We will conduct descriptive statistics (e.g., means, medians, interquartile ranges, and confidence intervals) to assess perceptions and experiences of coordinated care using quantitative data from provider, administrator, and patient surveys over time. We will also analyze repeated measures of patients’ attitudes and experiences using mixed effects regression models controlling for randomized group to assess overall changes over time and to explore and describe potential differences between study arms. We will analyze qualitative interview data following a thematic approach [18]. Content analysis of qualitative data will reveal themes regarding care coordination and will identify best practices for LINC-II implementation in similar settings, (e.g., where addiction and HIV care systems are largely separate).

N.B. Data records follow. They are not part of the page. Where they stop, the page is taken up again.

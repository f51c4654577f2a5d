//! The presentation boundary of a batch run: everything a front end learns
//! about a run arrives through a `RunObserver`.
use std::sync::mpsc::Sender;

use crate::types::{ConversionOutcome, RunState};

/// Sinks for a batch run. Implementations must be cheap hand-offs; the runner
/// calls them on its own thread.
pub trait RunObserver {
    /// A human-readable log line
    fn log(&self, line: &str);

    /// Percentage in `0..=100`, non-decreasing within a run
    fn progress(&self, percent: u8);

    /// Per-item result, reported as soon as it is known
    fn outcome(&self, _outcome: &ConversionOutcome) {}

    /// Terminal signal, emitted exactly once per run
    fn finished(&self, state: RunState);
}

/// Message form of the observer callbacks, for front ends that live on another thread
#[derive(Debug, Clone, PartialEq)]
pub enum RunEvent {
    Log(String),
    Progress(u8),
    Outcome(ConversionOutcome),
    Finished(RunState),
    /// The run could not start (engine acquisition failed)
    Failed(String),
}

/// Forwards observer callbacks over an mpsc channel. Send errors (receiver
/// gone) are ignored.
pub struct ChannelObserver {
    tx: Sender<RunEvent>,
    notify: Option<Box<dyn Fn() + Send + Sync>>,
}

impl ChannelObserver {
    pub fn new(tx: Sender<RunEvent>) -> Self {
        Self { tx, notify: None }
    }

    /// Call `notify` after every event, e.g. to wake up a UI event loop
    pub fn with_notify(mut self, notify: impl Fn() + Send + Sync + 'static) -> Self {
        self.notify = Some(Box::new(notify));
        self
    }

    pub fn send(&self, event: RunEvent) {
        let _ = self.tx.send(event);
        if let Some(notify) = &self.notify {
            notify();
        }
    }
}

impl RunObserver for ChannelObserver {
    fn log(&self, line: &str) {
        self.send(RunEvent::Log(line.to_string()));
    }

    fn progress(&self, percent: u8) {
        self.send(RunEvent::Progress(percent));
    }

    fn outcome(&self, outcome: &ConversionOutcome) {
        self.send(RunEvent::Outcome(outcome.clone()));
    }

    fn finished(&self, state: RunState) {
        self.send(RunEvent::Finished(state));
    }
}

#[cfg(test)]
mod tests {
    use super::*;
    use std::sync::Arc;
    use std::sync::atomic::{AtomicUsize, Ordering};
    use std::sync::mpsc;

    #[test]
    fn forwards_events_in_order_and_notifies() {
        let (tx, rx) = mpsc::channel();
        let wakeups = Arc::new(AtomicUsize::new(0));
        let counter = wakeups.clone();
        let observer = ChannelObserver::new(tx).with_notify(move || {
            counter.fetch_add(1, Ordering::SeqCst);
        });

        observer.log("hello");
        observer.progress(50);
        observer.finished(RunState::Completed);

        let events: Vec<RunEvent> = rx.try_iter().collect();
        assert_eq!(
            events,
            vec![
                RunEvent::Log("hello".to_string()),
                RunEvent::Progress(50),
                RunEvent::Finished(RunState::Completed),
            ]
        );
        assert_eq!(wakeups.load(Ordering::SeqCst), 3);
    }

    #[test]
    fn dropped_receiver_is_not_an_error() {
        let (tx, rx) = mpsc::channel();
        drop(rx);
        ChannelObserver::new(tx).log("nobody listens");
    }
}
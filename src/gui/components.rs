use eframe::egui::{self, Align, Align2, Color32, Layout, ProgressBar, RichText, ScrollArea, Ui};
use tracing::Level;

use super::logging::LogEntry;
use super::models::{HwpdfGui, RunSummary};
use super::processing::OverwriteChoice;
use crate::types::display_name;

const START_COLOR: Color32 = Color32::from_rgb(76, 175, 80);
const STOP_COLOR: Color32 = Color32::from_rgb(244, 67, 54);
const OPEN_COLOR: Color32 = Color32::from_rgb(33, 150, 243);

fn action_button(label: &str, fill: Color32) -> egui::Button<'static> {
    egui::Button::new(RichText::new(label.to_string()).size(15.0).color(Color32::WHITE))
        .fill(fill)
        .min_size(egui::vec2(120.0, 32.0))
}

fn format_log_entry(entry: &LogEntry) -> RichText {
    let color = match entry.level {
        Level::ERROR => Color32::from_rgb(255, 100, 100),
        Level::WARN => Color32::from_rgb(255, 200, 100),
        _ if entry.message.contains("Failed:") => Color32::from_rgb(255, 140, 120),
        _ if entry.message.starts_with("(cancelled)") => Color32::from_rgb(255, 165, 0),
        _ => Color32::from_gray(220),
    };
    RichText::new(format!("[{}] {}", entry.timestamp, entry.message))
        .color(color)
        .monospace()
}

pub struct ToolbarComponent;

impl ToolbarComponent {
    pub fn render(ui: &mut Ui, app: &mut HwpdfGui) {
        ui.horizontal(|ui| {
            if ui
                .add_enabled(app.can_select(), action_button("Open files", OPEN_COLOR))
                .clicked()
            {
                app.open_files();
            }

            if ui
                .add_enabled(app.can_start(), action_button("Start", START_COLOR))
                .clicked()
            {
                app.start_conversion(ui.ctx());
            }

            let can_stop = app.is_processing && !app.stop_requested;
            if ui
                .add_enabled(can_stop, action_button("Stop", STOP_COLOR))
                .clicked()
            {
                app.stop_conversion();
            }
        });
    }
}

pub struct SelectionComponent;

impl SelectionComponent {
    pub fn render(ui: &mut Ui, app: &HwpdfGui) {
        ui.label(RichText::new(&app.info_message).size(14.0));
        if app.selected_files.is_empty() {
            return;
        }
        egui::CollapsingHeader::new(format!("Selected files ({})", app.selected_files.len()))
            .default_open(false)
            .show(ui, |ui| {
                ScrollArea::vertical()
                    .id_salt("selected_files")
                    .max_height(120.0)
                    .show(ui, |ui| {
                        for file in &app.selected_files {
                            ui.label(RichText::new(display_name(file)).color(Color32::from_gray(180)))
                                .on_hover_text(file.display().to_string());
                        }
                    });
            });
    }
}

pub struct SettingsComponent;

impl SettingsComponent {
    pub fn render(ui: &mut Ui, app: &mut HwpdfGui) {
        ui.add_enabled_ui(!app.is_processing, |ui| {
            ui.horizontal(|ui| {
                ui.checkbox(&mut app.params.overwrite, "Overwrite existing PDFs without asking");
            });
            ui.horizontal(|ui| {
                ui.label("LibreOffice:");
                ui.add(
                    egui::TextEdit::singleline(&mut app.engine_path)
                        .hint_text("soffice (from PATH)")
                        .desired_width(260.0),
                );
                if ui.button("Browse").clicked() {
                    if let Some(path) = rfd::FileDialog::new().pick_file() {
                        app.engine_path = path.display().to_string();
                    }
                }
            });
            ui.horizontal(|ui| {
                if ui.button("Save settings").clicked() {
                    match app.save_preset() {
                        Ok(path) => tracing::info!("Settings saved to: {:?}", path),
                        Err(e) => tracing::warn!("Settings not saved: {}", e),
                    }
                }
                if ui.button("Load settings").clicked() {
                    match app.load_preset() {
                        Ok(path) => tracing::info!("Settings loaded from: {:?}", path),
                        Err(e) => tracing::warn!("Settings not loaded: {}", e),
                    }
                }
            });
        });
    }
}

pub struct ProgressComponent;

impl ProgressComponent {
    pub fn render(ui: &mut Ui, app: &HwpdfGui) {
        let bar = ProgressBar::new(f32::from(app.progress) / 100.0)
            .show_percentage()
            .fill(START_COLOR);
        ui.add(bar);
    }
}

pub struct LogPanelComponent;

impl LogPanelComponent {
    pub fn render(ui: &mut Ui, app: &mut HwpdfGui) {
        ui.horizontal(|ui| {
            ui.label("Log");
            ui.with_layout(Layout::right_to_left(Align::Center), |ui| {
                if ui
                    .add_enabled(!app.log_messages.is_empty(), egui::Button::new("Save log"))
                    .clicked()
                {
                    if let Err(e) = app.save_logs_to_file() {
                        tracing::warn!("Log not saved: {}", e);
                    }
                }
            });
        });

        egui::Frame::group(ui.style()).show(ui, |ui| {
            ScrollArea::vertical()
                .id_salt("log_panel")
                .auto_shrink([false, false])
                .stick_to_bottom(true)
                .show(ui, |ui| {
                    if app.log_messages.is_empty() {
                        ui.label(RichText::new("No log messages").color(Color32::from_gray(120)));
                    }
                    for entry in &app.log_messages {
                        ui.label(format_log_entry(entry));
                    }
                });
        });
    }
}

pub struct OverwritePrompt;

impl OverwritePrompt {
    pub fn render(ctx: &egui::Context, app: &mut HwpdfGui) {
        let Some(duplicates) = &app.pending_duplicates else {
            return;
        };
        let names: Vec<String> = duplicates.iter().map(|p| display_name(p)).collect();

        let mut choice = None;
        egui::Window::new("PDF already exists")
            .collapsible(false)
            .resizable(false)
            .anchor(Align2::CENTER_CENTER, [0.0, 0.0])
            .show(ctx, |ui| {
                ui.label("A PDF already exists for the following files:");
                ScrollArea::vertical()
                    .id_salt("duplicates")
                    .max_height(160.0)
                    .show(ui, |ui| {
                        for name in &names {
                            ui.label(RichText::new(name).monospace());
                        }
                    });
                ui.add_space(8.0);
                ui.horizontal(|ui| {
                    if ui.button("Overwrite all").clicked() {
                        choice = Some(OverwriteChoice::OverwriteAll);
                    }
                    if ui.button("Skip").clicked() {
                        choice = Some(OverwriteChoice::Skip);
                    }
                    if ui.button("Cancel").clicked() {
                        choice = Some(OverwriteChoice::Cancel);
                    }
                });
            });

        if let Some(choice) = choice {
            app.resolve_duplicates(choice, ctx);
        }
    }
}

pub struct WarningDialog;

impl WarningDialog {
    pub fn render(ctx: &egui::Context, app: &mut HwpdfGui) {
        let Some(message) = app.warning.clone() else {
            return;
        };
        egui::Window::new("Warning")
            .collapsible(false)
            .resizable(false)
            .anchor(Align2::CENTER_CENTER, [0.0, 0.0])
            .show(ctx, |ui| {
                ui.label(message);
                if ui.button("OK").clicked() {
                    app.warning = None;
                }
            });
    }
}

pub struct FooterComponent;

impl FooterComponent {
    pub fn render(ui: &mut Ui, app: &HwpdfGui) {
        ui.horizontal(|ui| {
            let status_color = match (&app.last_summary, app.is_processing) {
                (_, true) => Color32::from_rgb(255, 165, 0),
                (Some(RunSummary::EngineError(_)), _) => Color32::from_rgb(255, 100, 100),
                (Some(RunSummary::Completed { failed, .. }), _) if *failed > 0 => {
                    Color32::from_rgb(255, 200, 100)
                }
                _ => Color32::from_rgb(100, 200, 100),
            };
            ui.label(RichText::new(app.status_text()).color(status_color).size(13.0));

            if app.is_processing || app.last_summary.is_some() {
                ui.separator();
                ui.label(
                    RichText::new(format!("Converted: {}  Failed: {}", app.succeeded, app.failed))
                        .size(12.0),
                );
            }
        });
    }
}
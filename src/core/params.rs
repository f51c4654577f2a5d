use std::path::PathBuf;

use serde::{Deserialize, Serialize};

use crate::io::resolve_binary;
use crate::types::ExportFormat;

/// Conversion settings shared by the CLI and GUI, and saved as GUI presets
#[derive(Debug, Clone, PartialEq, Serialize, Deserialize)]
#[serde(default)]
pub struct ConversionParams {
    /// Convert even when the output PDF already exists
    pub overwrite: bool,
    pub format: ExportFormat,
    /// Engine binary; None means `HWPDF_SOFFICE` or `soffice` on PATH
    pub engine: Option<PathBuf>,
}

impl Default for ConversionParams {
    fn default() -> Self {
        Self {
            overwrite: false,
            format: ExportFormat::Pdf,
            engine: None,
        }
    }
}

impl ConversionParams {
    pub fn engine_binary(&self) -> PathBuf {
        resolve_binary(self.engine.as_deref())
    }
}

#[cfg(test)]
mod tests {
    use super::*;

    #[test]
    fn missing_fields_fall_back_to_defaults() {
        let params: ConversionParams = serde_json::from_str(r#"{ "overwrite": true }"#).unwrap();
        assert!(params.overwrite);
        assert_eq!(params.format, ExportFormat::Pdf);
        assert_eq!(params.engine, None);
    }
}
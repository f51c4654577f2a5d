//! Drag-and-drop graphical converter built on eframe.
//!
//! The window only selects files and shows progress; conversions run on a
//! background thread through `api::run_plan`, and their events come back over
//! a channel that is drained once per frame.
pub mod app;
pub mod components;
pub mod logging;
pub mod models;
pub mod processing;

use eframe::NativeOptions;
use eframe::egui::{IconData, ViewportBuilder};

pub use models::HwpdfGui;

/// Window icon: `icon.png` next to the executable, when present
fn load_icon() -> Option<IconData> {
    let path = std::env::current_exe().ok()?.parent()?.join("icon.png");
    if !path.is_file() {
        return None;
    }
    match image::open(&path) {
        Ok(img) => {
            let rgba = img.to_rgba8();
            let (width, height) = rgba.dimensions();
            Some(IconData {
                rgba: rgba.into_raw(),
                width,
                height,
            })
        }
        Err(e) => {
            tracing::warn!("Ignoring unreadable icon {:?}: {}", path, e);
            None
        }
    }
}

pub fn launch() -> Result<(), eframe::Error> {
    logging::init_gui_logging();

    let mut viewport = ViewportBuilder::default()
        .with_inner_size([640.0, 520.0])
        .with_min_inner_size([540.0, 500.0])
        .with_drag_and_drop(true);
    if let Some(icon) = load_icon() {
        viewport = viewport.with_icon(icon);
    }

    let options = NativeOptions {
        viewport,
        ..Default::default()
    };

    eframe::run_native(
        "HWP/HWPX to PDF",
        options,
        Box::new(|_cc| Ok(Box::new(HwpdfGui::default()))),
    )
}
use clap::Parser;
use std::path::PathBuf;

use hwpdf::io::soffice::SOFFICE_ENV;

#[derive(Parser)]
#[command(
    name = "hwpdf",
    version,
    about = "Convert HWP/HWPX documents to PDF (CLI and GUI)",
    long_about = "Convert HWP/HWPX documents to PDF.\n\nWith --folder or --files the conversion runs on the command line; \
                  without them (or with --gui) the graphical converter opens."
)]
pub struct CliArgs {
    /// Folder to scan for .hwp/.hwpx files
    #[arg(short = 'd', long)]
    pub folder: Option<PathBuf>,

    /// Files to convert; relative paths are taken against --folder when given
    #[arg(short = 'f', long, num_args = 0..)]
    pub files: Vec<PathBuf>,

    /// Convert even when the PDF already exists
    #[arg(long, default_value_t = false)]
    pub overwrite: bool,

    /// Open the graphical converter even when inputs are given
    #[arg(long, default_value_t = false)]
    pub gui: bool,

    /// LibreOffice binary used for the conversion
    #[arg(long, env = SOFFICE_ENV)]
    pub engine: Option<PathBuf>,

    /// Enable debug logging on stderr
    #[arg(long, default_value_t = false)]
    pub log: bool,
}

impl CliArgs {
    /// Inputs were given and the GUI was not requested
    pub fn is_cli_mode(&self) -> bool {
        (self.folder.is_some() || !self.files.is_empty()) && !self.gui
    }
}
//! LibreOffice-backed document engine.
//!
//! Each conversion runs `soffice --headless --convert-to pdf` against a private
//! user profile, so a desktop LibreOffice session that is already open is not
//! disturbed. The converted file is staged in a temporary directory and then
//! moved next to the input.
use std::ffi::OsString;
use std::fs;
use std::path::{Path, PathBuf};
use std::process::{Command, Stdio};

use percent_encoding::{AsciiSet, NON_ALPHANUMERIC, utf8_percent_encode};
use tempfile::TempDir;
use tracing::{debug, info, trace};

use super::engine::{DocumentEngine, EngineError, EngineProvider};
use crate::types::ExportFormat;

/// Environment variable naming the `soffice` binary to use
pub const SOFFICE_ENV: &str = "HWPDF_SOFFICE";
pub const DEFAULT_SOFFICE: &str = "soffice";

/// Pick the engine binary: explicit path, then `HWPDF_SOFFICE`, then `soffice` on PATH.
pub fn resolve_binary(explicit: Option<&Path>) -> PathBuf {
    explicit
        .map(Path::to_path_buf)
        .or_else(|| {
            std::env::var_os(SOFFICE_ENV)
                .filter(|v| !v.is_empty())
                .map(PathBuf::from)
        })
        .unwrap_or_else(|| PathBuf::from(DEFAULT_SOFFICE))
}

/// Characters left as-is in a file URL path
const URL_PATH: &AsciiSet = &NON_ALPHANUMERIC
    .remove(b'/')
    .remove(b':')
    .remove(b'-')
    .remove(b'_')
    .remove(b'.')
    .remove(b'~');

/// `-env:UserInstallation` wants a file URL, with forward slashes even on Windows.
fn file_url(path: &Path) -> String {
    let s = path.to_string_lossy().replace('\\', "/");
    let encoded = utf8_percent_encode(&s, URL_PATH);
    if s.starts_with('/') {
        format!("file://{}", encoded)
    } else {
        format!("file:///{}", encoded)
    }
}

#[derive(Debug)]
pub struct SofficeEngine {
    binary: PathBuf,
    profile: Option<TempDir>,
    current: Option<PathBuf>,
}

impl SofficeEngine {
    /// Probe the binary with `--version` and set up a private profile directory.
    pub fn launch(binary: impl Into<PathBuf>) -> Result<Self, EngineError> {
        let binary = binary.into();
        let unavailable = |reason: String| EngineError::Unavailable {
            binary: binary.display().to_string(),
            reason,
        };

        let output = Command::new(&binary)
            .arg("--version")
            .stdin(Stdio::null())
            .output()
            .map_err(|e| unavailable(e.to_string()))?;
        if !output.status.success() {
            return Err(unavailable(format!(
                "`--version` exited with {}",
                output.status
            )));
        }
        info!(
            "Using document engine: {}",
            String::from_utf8_lossy(&output.stdout).trim()
        );

        let profile = tempfile::Builder::new()
            .prefix("hwpdf-profile-")
            .tempdir()?;
        debug!("Engine profile directory: {:?}", profile.path());

        Ok(Self {
            binary,
            profile: Some(profile),
            current: None,
        })
    }
}

impl DocumentEngine for SofficeEngine {
    fn open(&mut self, input: &Path) -> Result<(), EngineError> {
        if self.profile.is_none() {
            return Err(EngineError::ShutDown);
        }
        if !input.is_file() {
            return Err(EngineError::InputMissing(input.to_path_buf()));
        }
        trace!("Opened document: {:?}", input);
        self.current = Some(input.to_path_buf());
        Ok(())
    }

    fn save_as(&mut self, output: &Path, format: ExportFormat) -> Result<(), EngineError> {
        let profile = self.profile.as_ref().ok_or(EngineError::ShutDown)?;
        let input = self.current.as_ref().ok_or(EngineError::NoDocument)?;
        let stem = input
            .file_stem()
            .ok_or_else(|| EngineError::InputMissing(input.clone()))?;

        let staging = tempfile::Builder::new().prefix("hwpdf-out-").tempdir()?;
        debug!("Converting {:?} to {} via {:?}", input, format, self.binary);

        let result = Command::new(&self.binary)
            .arg(format!("-env:UserInstallation={}", file_url(profile.path())))
            .args(["--headless", "--norestore", "--convert-to"])
            .arg(format.soffice_filter())
            .arg("--outdir")
            .arg(staging.path())
            .arg(input)
            .stdin(Stdio::null())
            .output()?;

        let stderr = String::from_utf8_lossy(&result.stderr).trim().to_string();
        if !result.status.success() {
            return Err(EngineError::ConversionFailed {
                code: result.status.code(),
                stderr,
            });
        }

        let mut produced_name = OsString::from(stem);
        produced_name.push(".");
        produced_name.push(format.extension());
        let produced = staging.path().join(produced_name);
        // soffice exits 0 when the import filter rejects a file
        if !produced.is_file() {
            return Err(EngineError::OutputMissing {
                path: output.to_path_buf(),
                detail: if stderr.is_empty() {
                    "no diagnostic from engine".to_string()
                } else {
                    stderr
                },
            });
        }

        if fs::rename(&produced, output).is_err() {
            fs::copy(&produced, output)?;
        }
        trace!("Saved {:?}", output);
        Ok(())
    }

    fn quit(&mut self) -> Result<(), EngineError> {
        self.current = None;
        match self.profile.take() {
            Some(profile) => profile.close().map_err(EngineError::from),
            None => Err(EngineError::ShutDown),
        }
    }
}

/// Launches a fresh `SofficeEngine` on each acquisition
#[derive(Debug, Clone)]
pub struct SofficeProvider {
    pub binary: PathBuf,
}

impl SofficeProvider {
    pub fn new(binary: impl Into<PathBuf>) -> Self {
        Self {
            binary: binary.into(),
        }
    }
}

impl EngineProvider for SofficeProvider {
    fn acquire(&self) -> Result<Box<dyn DocumentEngine>, EngineError> {
        Ok(Box::new(SofficeEngine::launch(&self.binary)?))
    }
}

Qualitative and quantitative results will be triangulated [19].

To estimate cost and cost-effectiveness, we will adapt methods developed by Rosen et al. [20, 21]. When all follow-up to the primary outcome (12-month viral suppression) has been completed, patient resource utilization will be extracted from patients’ medical records for HIV care and from study forms for narcology care in the intervention arm. Narcology care for patients in the control arm will be estimated from patient self-report at the time of 6 and 12-month outcome assessments. Unit costs will be obtained from published information, external suppliers, and the study sites’ finance and procurement records and applied to the resource usage data to provide an average cost per study participant. Costs will be measured from the provider perspective and will include the cost of all resources utilized for each study participant from the date of admission to the narcology hospital for a period of 12 months, including all drugs, laboratory tests, inpatient days, outpatient visits, case manager costs, and fixed costs such as building space, equipment, and administrative staff. For patients referred to local clinics, rather than the study hospital, for ongoing HIV care after ART initiation and/or for narcology care, fixed costs will be estimated at the facility level for a typical local clinic for each type of care.

We will estimate average cost with 95% confidence intervals to the provider per patient enrolled, per patient initiating ART, and per patient achieving viral suppression by 12 months. We will also estimate total cost per patient achieving the primary outcome, which takes into account all the costs for all the patients but divides by only the number with a successful outcome (i.e., 12-month viral suppression) and thereby links the cost of service delivery to the primary outcome. The cost-effectiveness of the intervention, compared to standard care, will also be estimated as an incremental cost per incremental outcome. The cost and cost-effectiveness results will then be evaluated in the context of existing healthcare budgets, resource availability (e.g., trained case managers), other relevant interventions that have been studied in Eastern Europe, and cost estimates for similar countries to help inform policy makers about the affordability and priority of scaling up the program.

In addition to the provider cost estimates described above, the baseline questionnaire will elicit information about patient costs of seeking care, such as transport fares, lost wages, and substitute labor costs (e.g., for childcare). The average cost to participants by arm and by outcome will be estimated and used both to help explain study results (e.g. there may be an association between patient costs and retention in care) and as a component of the overall economic evaluation.